▶ Task to complete
Lines of the listing that contain "bool" need to be copied.
........
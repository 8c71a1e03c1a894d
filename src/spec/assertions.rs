//! Read-only page checks. Nothing here changes form state; scrolling an
//! element into view is the only interaction.

use crate::browser::driver::{ElementRef, PageDriver};
use crate::error::Result;
use crate::locator::strategy;
use crate::scenario::progress;
use crate::spec::spec_model::{AssertionResult, AssertionSpec};
use crate::wait::{WaitOptions, poll_until};

/// Evaluate a list of assertions in order.
pub fn evaluate_all(
    assertions: &[AssertionSpec],
    step_index: usize,
    driver: &mut dyn PageDriver,
    wait: &WaitOptions,
) -> Vec<AssertionResult> {
    assertions
        .iter()
        .map(|spec| evaluate(spec, step_index, driver, wait))
        .collect()
}

/// Evaluate one assertion. Conditions that can settle (URL, title, text,
/// elements appearing) are polled up to `wait` before failing.
pub fn evaluate(
    spec: &AssertionSpec,
    step_index: usize,
    driver: &mut dyn PageDriver,
    wait: &WaitOptions,
) -> AssertionResult {
    match check(spec, driver, wait) {
        Ok((passed, actual, failure)) => AssertionResult {
            step_index,
            spec: spec.clone(),
            passed,
            actual,
            message: if passed { None } else { Some(failure) },
        },
        Err(e) => AssertionResult {
            step_index,
            spec: spec.clone(),
            passed: false,
            actual: None,
            message: Some(format!("Failed to query page: {}", e)),
        },
    }
}

type Checked = (bool, Option<String>, String);

/// Poll `check` until it passes; the last observation is returned either way.
fn settle<F>(wait: &WaitOptions, mut check: F) -> Result<(bool, Option<String>)>
where
    F: FnMut() -> Result<(bool, Option<String>)>,
{
    let mut last = (false, None);
    let passed = poll_until(wait, || {
        last = check()?;
        Ok(last.0.then_some(()))
    })?;
    Ok((passed.is_some(), last.1))
}

fn check(spec: &AssertionSpec, driver: &mut dyn PageDriver, wait: &WaitOptions) -> Result<Checked> {
    match spec {
        AssertionSpec::UrlContains { expected } => {
            let (passed, actual) = settle(wait, || {
                let url = driver.current_url()?;
                Ok((url.contains(expected.as_str()), Some(url)))
            })?;
            Ok((passed, actual, format!("URL does not contain '{}'", expected)))
        }

        AssertionSpec::UrlEquals { expected } => {
            let (passed, actual) = settle(wait, || {
                let url = driver.current_url()?;
                Ok((url == *expected, Some(url)))
            })?;
            Ok((passed, actual, format!("URL does not equal '{}'", expected)))
        }

        AssertionSpec::TitleContains { expected } => {
            let (passed, actual) = settle(wait, || {
                let title = driver.title()?;
                Ok((title.contains(expected.as_str()), Some(title)))
            })?;
            Ok((passed, actual, format!("Title does not contain '{}'", expected)))
        }

        AssertionSpec::TextPresent { expected } => {
            let needle = expected.to_lowercase();
            let (passed, actual) = settle(wait, || {
                let body = driver.body_text()?.to_lowercase();
                Ok((body.contains(&needle), Some(format!("(page text, {} chars)", body.len()))))
            })?;
            Ok((passed, actual, format!("Text '{}' not found on page", expected)))
        }

        AssertionSpec::TextAbsent { expected } => {
            let body = driver.body_text()?.to_lowercase();
            let passed = !body.contains(&expected.to_lowercase());
            Ok((
                passed,
                Some(format!("(page text, {} chars)", body.len())),
                format!("Text '{}' was found on page but should be absent", expected),
            ))
        }

        AssertionSpec::ElementText { selector, expected } => {
            let needle = expected.to_lowercase();
            let (passed, actual) = settle(wait, || {
                if driver.count(selector)? == 0 {
                    return Ok((false, None));
                }
                let text = driver.text_content(&ElementRef::first(selector.as_str()))?;
                let hit = text.as_deref().is_some_and(|t| t.to_lowercase().contains(&needle));
                Ok((hit, text))
            })?;
            let failure = match actual {
                Some(_) => format!("Element '{}' text does not contain '{}'", selector, expected),
                None => format!("Element '{}' not found on page", selector),
            };
            Ok((passed, actual, failure))
        }

        AssertionSpec::ElementVisible { selector, scroll } => {
            let (passed, actual) = settle(wait, || {
                if driver.count(selector)? == 0 {
                    return Ok((false, Some("absent".into())));
                }
                let el = ElementRef::first(selector.as_str());
                if *scroll {
                    driver.scroll_into_view(&el)?;
                }
                let visible = driver.is_visible(&el)?;
                Ok((visible, Some(visible.to_string())))
            })?;
            Ok((passed, actual, format!("Element '{}' is not visible", selector)))
        }

        AssertionSpec::ElementCount { selector, expected } => {
            let (passed, actual) = settle(wait, || {
                let count = driver.count(selector)?;
                Ok((count == *expected, Some(count.to_string())))
            })?;
            Ok((
                passed,
                actual.clone(),
                format!(
                    "Element '{}' count is {} but expected {}",
                    selector,
                    actual.unwrap_or_default(),
                    expected
                ),
            ))
        }

        AssertionSpec::ElementCountAtLeast { selector, min } => {
            let (passed, actual) = settle(wait, || {
                let count = driver.count(selector)?;
                Ok((count >= *min, Some(count.to_string())))
            })?;
            Ok((
                passed,
                actual,
                format!("Expected at least {} '{}' element(s)", min, selector),
            ))
        }

        AssertionSpec::LinkVisible { text } => {
            let selector = strategy::link_with_text(text);
            let (passed, actual) = settle(wait, || {
                let count = driver.count(&selector)?;
                if count == 0 {
                    return Ok((false, Some("absent".into())));
                }
                let visible = driver.is_visible(&ElementRef::first(selector.as_str()))?;
                Ok((visible, Some(format!("{} link(s), first visible: {}", count, visible))))
            })?;
            Ok((
                passed,
                actual,
                format!("Link containing '{}' missing or not visible", text),
            ))
        }

        AssertionSpec::ActiveStep { expected } => {
            let (passed, actual) = settle(wait, || {
                let step = progress::active_step(driver, &WaitOptions::immediate())?;
                Ok((step.as_deref() == Some(expected.as_str()), step))
            })?;
            Ok((
                passed,
                actual,
                format!("Active form step is not '{}'", expected),
            ))
        }

        AssertionSpec::AnchorReached { anchor } => {
            let name = anchor.trim_start_matches('#');
            let fragment = format!("#{}", name);
            let target = format!("[id='{}']", name);
            let (passed, actual) = settle(wait, || {
                let url = driver.current_url()?;
                if url.contains(&fragment) {
                    return Ok((true, Some(url)));
                }
                let shown = driver.count(&target)? > 0
                    && driver.is_visible(&ElementRef::first(target.as_str()))?;
                Ok((shown, Some(url)))
            })?;
            Ok((
                passed,
                actual,
                format!("Navigation did not reach '{}'", fragment),
            ))
        }
    }
}

#[cfg(test)]
mod tests {
    use super::*;
    use crate::browser::fake::{FakeElement, FakeEvent, FakePage};

    fn wait() -> WaitOptions {
        WaitOptions::new(5).with_poll_interval(1)
    }

    #[test]
    fn scrolls_before_checking_visibility() {
        let mut page = FakePage::new().with("img.logo", FakeElement::visible());
        let spec = AssertionSpec::ElementVisible {
            selector: "img.logo".into(),
            scroll: true,
        };
        let result = evaluate(&spec, 0, &mut page, &wait());
        assert!(result.passed);
        assert!(matches!(page.events()[0], FakeEvent::Scroll(_)));
    }

    #[test]
    fn missing_link_names_the_text() {
        let mut page = FakePage::new();
        let spec = AssertionSpec::LinkVisible {
            text: "support@emonitor.ch".into(),
        };
        let result = evaluate(&spec, 3, &mut page, &wait());
        assert!(!result.passed);
        assert_eq!(result.step_index, 3);
        assert!(result.message.unwrap().contains("support@emonitor.ch"));
    }

    #[test]
    fn text_checks_ignore_case() {
        let mut page = FakePage::new().with_body("Willkommen in MOSTAR");
        let present = AssertionSpec::TextPresent {
            expected: "Mostar".into(),
        };
        let absent = AssertionSpec::TextAbsent {
            expected: "error".into(),
        };
        let results = evaluate_all(&[present, absent], 0, &mut page, &wait());
        assert!(results.iter().all(|r| r.passed));
    }
}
........
▶ The answer
type Checked = (bool, Option<String>, String);
fn settle<F>(wait: &WaitOptions, mut check: F) -> Result<(bool, Option<String>)>
    F: FnMut() -> Result<(bool, Option<String>)>,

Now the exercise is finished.